The answer must be every line of the data that holds the word "digamma".

== Dataset extract

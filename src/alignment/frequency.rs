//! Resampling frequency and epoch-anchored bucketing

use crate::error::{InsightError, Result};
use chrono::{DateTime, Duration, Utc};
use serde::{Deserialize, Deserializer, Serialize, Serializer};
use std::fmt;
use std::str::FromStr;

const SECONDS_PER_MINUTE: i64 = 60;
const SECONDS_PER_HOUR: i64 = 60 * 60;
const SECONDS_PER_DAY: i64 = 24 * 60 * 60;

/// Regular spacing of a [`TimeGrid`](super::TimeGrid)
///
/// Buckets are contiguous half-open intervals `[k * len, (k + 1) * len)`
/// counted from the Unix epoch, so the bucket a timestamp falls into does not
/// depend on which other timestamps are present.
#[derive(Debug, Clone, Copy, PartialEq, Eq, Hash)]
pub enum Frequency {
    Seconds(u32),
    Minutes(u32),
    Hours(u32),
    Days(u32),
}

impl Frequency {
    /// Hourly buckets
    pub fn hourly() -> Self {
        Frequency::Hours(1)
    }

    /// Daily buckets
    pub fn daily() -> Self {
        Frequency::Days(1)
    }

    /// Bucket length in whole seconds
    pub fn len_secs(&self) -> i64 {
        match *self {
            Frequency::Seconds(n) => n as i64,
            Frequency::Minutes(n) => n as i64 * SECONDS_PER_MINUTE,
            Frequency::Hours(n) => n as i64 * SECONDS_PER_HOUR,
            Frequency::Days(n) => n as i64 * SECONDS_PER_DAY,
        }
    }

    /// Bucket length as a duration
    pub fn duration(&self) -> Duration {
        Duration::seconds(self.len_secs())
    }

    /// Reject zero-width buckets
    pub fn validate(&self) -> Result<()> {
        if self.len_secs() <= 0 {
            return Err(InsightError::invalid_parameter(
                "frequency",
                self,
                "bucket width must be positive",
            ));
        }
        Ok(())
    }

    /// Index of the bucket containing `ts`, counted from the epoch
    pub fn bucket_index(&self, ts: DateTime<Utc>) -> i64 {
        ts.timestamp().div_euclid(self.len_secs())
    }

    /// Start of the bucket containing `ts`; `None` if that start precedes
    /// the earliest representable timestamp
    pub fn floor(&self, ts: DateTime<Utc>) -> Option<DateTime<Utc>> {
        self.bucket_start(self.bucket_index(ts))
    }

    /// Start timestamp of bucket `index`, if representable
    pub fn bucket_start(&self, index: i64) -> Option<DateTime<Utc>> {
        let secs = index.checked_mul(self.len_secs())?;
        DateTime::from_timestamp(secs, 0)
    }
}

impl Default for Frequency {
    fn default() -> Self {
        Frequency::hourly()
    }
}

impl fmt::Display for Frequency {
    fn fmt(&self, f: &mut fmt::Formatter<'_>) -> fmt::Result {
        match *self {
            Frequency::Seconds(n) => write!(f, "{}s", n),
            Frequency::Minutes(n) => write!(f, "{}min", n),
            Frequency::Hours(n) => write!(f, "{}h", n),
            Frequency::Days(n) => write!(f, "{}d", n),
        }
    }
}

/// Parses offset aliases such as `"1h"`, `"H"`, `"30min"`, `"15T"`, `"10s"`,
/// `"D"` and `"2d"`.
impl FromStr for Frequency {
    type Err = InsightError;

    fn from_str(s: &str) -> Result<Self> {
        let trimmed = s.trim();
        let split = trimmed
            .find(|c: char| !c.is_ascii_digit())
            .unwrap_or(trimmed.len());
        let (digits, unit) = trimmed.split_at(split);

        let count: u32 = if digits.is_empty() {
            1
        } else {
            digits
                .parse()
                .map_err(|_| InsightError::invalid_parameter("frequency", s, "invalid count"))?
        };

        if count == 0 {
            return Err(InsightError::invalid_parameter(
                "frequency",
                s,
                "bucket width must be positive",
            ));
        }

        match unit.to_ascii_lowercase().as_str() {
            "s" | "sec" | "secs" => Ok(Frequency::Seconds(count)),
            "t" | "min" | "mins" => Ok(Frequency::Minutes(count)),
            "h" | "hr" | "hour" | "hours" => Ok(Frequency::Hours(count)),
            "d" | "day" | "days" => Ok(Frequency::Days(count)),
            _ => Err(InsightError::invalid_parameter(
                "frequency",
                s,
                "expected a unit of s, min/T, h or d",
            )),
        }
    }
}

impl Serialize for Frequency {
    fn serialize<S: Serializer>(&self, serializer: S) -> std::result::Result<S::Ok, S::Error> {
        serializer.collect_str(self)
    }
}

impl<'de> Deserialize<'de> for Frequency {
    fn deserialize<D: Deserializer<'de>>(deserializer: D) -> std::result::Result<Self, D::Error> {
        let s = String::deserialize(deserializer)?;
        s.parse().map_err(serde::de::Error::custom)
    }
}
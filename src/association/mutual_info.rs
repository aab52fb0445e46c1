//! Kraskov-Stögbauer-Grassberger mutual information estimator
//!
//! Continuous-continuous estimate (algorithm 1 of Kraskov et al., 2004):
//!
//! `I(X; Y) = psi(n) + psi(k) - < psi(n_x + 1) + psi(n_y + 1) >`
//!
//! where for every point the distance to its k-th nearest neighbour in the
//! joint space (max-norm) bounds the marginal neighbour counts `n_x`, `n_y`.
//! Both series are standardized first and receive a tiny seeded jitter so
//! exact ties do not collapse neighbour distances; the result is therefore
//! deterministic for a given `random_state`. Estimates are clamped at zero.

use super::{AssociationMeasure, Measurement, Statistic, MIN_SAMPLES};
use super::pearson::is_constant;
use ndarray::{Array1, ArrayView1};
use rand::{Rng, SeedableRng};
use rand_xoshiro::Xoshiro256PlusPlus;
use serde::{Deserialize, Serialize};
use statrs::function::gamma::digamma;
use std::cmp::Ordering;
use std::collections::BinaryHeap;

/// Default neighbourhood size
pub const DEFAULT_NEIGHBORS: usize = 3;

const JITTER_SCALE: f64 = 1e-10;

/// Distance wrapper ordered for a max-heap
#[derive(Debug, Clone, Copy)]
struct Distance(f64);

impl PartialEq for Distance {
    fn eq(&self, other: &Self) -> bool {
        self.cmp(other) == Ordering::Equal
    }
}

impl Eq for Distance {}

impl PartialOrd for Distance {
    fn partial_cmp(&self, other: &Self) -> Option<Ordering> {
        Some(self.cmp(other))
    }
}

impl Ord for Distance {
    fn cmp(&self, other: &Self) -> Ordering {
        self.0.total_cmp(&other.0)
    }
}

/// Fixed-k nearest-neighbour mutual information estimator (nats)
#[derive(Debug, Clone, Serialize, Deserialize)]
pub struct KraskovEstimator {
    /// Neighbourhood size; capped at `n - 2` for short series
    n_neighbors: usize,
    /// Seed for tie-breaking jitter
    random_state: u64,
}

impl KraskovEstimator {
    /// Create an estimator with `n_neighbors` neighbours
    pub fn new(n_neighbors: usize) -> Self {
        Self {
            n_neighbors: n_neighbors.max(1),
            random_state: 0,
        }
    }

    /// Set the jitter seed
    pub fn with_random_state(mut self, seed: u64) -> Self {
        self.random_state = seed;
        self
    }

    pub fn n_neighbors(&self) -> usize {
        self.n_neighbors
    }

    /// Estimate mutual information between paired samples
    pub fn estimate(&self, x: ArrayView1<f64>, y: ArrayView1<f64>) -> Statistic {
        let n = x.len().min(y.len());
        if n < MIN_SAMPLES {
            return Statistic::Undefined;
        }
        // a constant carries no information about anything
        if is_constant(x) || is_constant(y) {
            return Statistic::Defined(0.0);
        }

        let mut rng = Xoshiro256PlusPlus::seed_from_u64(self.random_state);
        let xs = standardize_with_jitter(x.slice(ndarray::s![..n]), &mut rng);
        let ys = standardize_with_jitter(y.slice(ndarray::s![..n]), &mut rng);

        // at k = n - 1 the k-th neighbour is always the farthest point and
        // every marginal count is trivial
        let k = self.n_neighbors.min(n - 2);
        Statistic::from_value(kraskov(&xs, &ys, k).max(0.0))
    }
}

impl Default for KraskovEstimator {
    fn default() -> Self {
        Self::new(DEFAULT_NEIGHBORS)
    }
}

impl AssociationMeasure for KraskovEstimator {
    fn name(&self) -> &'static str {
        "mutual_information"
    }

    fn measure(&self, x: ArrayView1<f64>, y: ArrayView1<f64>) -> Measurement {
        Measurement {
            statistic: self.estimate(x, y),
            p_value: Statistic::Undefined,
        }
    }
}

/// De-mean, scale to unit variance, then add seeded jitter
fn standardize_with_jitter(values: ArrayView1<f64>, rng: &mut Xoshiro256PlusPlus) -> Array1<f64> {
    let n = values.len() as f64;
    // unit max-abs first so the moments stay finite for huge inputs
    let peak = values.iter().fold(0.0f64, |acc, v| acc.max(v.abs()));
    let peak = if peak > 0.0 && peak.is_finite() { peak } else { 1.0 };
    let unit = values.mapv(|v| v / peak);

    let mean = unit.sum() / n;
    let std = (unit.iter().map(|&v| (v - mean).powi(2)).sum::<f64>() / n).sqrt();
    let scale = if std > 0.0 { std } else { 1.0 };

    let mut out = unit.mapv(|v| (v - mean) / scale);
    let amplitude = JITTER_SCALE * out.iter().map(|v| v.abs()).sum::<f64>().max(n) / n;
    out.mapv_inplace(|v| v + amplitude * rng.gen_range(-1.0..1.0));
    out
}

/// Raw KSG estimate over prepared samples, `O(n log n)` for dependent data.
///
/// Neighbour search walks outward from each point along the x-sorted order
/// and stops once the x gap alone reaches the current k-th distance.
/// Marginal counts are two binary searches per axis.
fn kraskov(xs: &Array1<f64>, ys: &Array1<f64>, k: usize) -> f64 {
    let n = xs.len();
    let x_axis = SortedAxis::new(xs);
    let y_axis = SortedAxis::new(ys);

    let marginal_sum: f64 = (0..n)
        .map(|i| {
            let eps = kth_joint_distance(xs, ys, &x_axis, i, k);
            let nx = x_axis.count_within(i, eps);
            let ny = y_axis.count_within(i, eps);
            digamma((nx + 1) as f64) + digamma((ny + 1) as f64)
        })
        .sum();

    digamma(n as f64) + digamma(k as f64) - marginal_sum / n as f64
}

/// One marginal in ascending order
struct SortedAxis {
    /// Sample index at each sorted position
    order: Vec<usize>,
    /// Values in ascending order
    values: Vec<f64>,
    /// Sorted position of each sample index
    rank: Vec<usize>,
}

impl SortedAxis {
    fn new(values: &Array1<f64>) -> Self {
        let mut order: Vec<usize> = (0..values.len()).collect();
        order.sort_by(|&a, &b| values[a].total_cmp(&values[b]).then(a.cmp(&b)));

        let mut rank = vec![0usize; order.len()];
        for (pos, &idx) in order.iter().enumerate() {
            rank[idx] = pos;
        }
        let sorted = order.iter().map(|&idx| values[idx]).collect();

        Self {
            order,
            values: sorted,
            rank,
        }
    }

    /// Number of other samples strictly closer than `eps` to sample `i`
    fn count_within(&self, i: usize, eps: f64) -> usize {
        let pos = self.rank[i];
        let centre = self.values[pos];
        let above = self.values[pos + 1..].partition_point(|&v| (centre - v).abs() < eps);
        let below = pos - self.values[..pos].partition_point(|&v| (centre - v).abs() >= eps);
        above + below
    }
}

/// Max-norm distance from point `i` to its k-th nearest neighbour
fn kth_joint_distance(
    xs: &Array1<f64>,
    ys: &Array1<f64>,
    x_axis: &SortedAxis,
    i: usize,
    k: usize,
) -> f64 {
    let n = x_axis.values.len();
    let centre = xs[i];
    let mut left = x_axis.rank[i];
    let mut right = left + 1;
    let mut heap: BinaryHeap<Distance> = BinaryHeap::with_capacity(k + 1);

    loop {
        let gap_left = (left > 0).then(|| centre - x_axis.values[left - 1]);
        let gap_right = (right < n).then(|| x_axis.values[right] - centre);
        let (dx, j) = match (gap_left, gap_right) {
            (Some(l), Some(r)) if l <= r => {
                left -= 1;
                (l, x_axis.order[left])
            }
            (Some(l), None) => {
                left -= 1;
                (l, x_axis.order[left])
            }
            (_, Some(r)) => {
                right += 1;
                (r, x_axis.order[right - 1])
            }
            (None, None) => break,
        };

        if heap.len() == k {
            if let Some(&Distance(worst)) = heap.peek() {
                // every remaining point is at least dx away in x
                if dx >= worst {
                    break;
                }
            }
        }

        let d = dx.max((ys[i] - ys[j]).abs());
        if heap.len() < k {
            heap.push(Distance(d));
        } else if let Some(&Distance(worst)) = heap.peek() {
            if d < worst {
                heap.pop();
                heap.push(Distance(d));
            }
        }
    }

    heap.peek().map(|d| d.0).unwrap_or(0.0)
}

====

Worked solution:
use statrs::function::gamma::digamma;
            digamma((nx + 1) as f64) + digamma((ny + 1) as f64)
    digamma(n as f64) + digamma(k as f64) - marginal_sum / n as f64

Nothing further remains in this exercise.